● WHAT TO WORK ON:
Each line below from the one containing "filename crates/dms-entity/src/storage/mod.rs" through the one containing "filename crates/dms-core/src/types/mod.rs" should be output exactly as it stands, and no other line should appear.

● MATERIAL PROVIDED:

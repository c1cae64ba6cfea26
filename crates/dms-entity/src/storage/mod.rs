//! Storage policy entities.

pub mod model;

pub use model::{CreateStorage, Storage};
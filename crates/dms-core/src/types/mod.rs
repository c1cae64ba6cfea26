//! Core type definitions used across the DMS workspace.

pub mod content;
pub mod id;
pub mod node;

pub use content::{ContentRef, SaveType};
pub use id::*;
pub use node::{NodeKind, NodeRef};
--
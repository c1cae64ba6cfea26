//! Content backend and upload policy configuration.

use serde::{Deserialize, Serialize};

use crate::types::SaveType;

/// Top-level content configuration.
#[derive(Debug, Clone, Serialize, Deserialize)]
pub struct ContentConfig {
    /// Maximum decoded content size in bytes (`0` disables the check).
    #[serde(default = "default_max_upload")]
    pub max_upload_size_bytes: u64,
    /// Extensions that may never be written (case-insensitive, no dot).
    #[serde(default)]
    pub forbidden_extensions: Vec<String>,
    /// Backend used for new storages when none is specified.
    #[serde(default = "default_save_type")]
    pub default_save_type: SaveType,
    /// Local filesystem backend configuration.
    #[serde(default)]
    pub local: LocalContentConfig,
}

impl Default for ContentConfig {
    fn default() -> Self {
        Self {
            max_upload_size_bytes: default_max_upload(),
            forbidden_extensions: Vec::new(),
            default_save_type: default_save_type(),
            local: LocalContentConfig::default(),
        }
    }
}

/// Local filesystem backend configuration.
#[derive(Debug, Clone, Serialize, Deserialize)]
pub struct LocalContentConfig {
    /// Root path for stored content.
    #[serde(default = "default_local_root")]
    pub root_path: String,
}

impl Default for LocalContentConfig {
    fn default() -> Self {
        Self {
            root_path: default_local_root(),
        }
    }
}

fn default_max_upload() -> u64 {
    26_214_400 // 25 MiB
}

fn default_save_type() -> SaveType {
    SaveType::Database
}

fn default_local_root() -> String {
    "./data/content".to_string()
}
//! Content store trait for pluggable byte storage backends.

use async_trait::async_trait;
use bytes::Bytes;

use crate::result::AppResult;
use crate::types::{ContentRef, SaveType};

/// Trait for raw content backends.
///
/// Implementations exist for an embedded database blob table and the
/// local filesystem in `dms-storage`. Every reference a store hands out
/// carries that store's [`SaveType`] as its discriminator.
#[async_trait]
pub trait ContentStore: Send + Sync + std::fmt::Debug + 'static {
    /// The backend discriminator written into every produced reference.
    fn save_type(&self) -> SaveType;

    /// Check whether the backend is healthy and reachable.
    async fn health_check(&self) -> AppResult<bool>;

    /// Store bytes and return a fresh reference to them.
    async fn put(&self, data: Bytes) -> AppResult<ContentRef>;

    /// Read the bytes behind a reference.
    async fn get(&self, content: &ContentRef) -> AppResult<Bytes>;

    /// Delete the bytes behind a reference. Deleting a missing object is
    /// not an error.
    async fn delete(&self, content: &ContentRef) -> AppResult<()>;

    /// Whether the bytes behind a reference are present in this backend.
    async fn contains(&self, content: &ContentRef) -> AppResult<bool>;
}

● EXPECTED OUTPUT:
filename crates/dms-entity/src/storage/mod.rs
//! Storage policy entities.

pub mod model;

pub use model::{CreateStorage, Storage};
filename crates/dms-core/src/types/mod.rs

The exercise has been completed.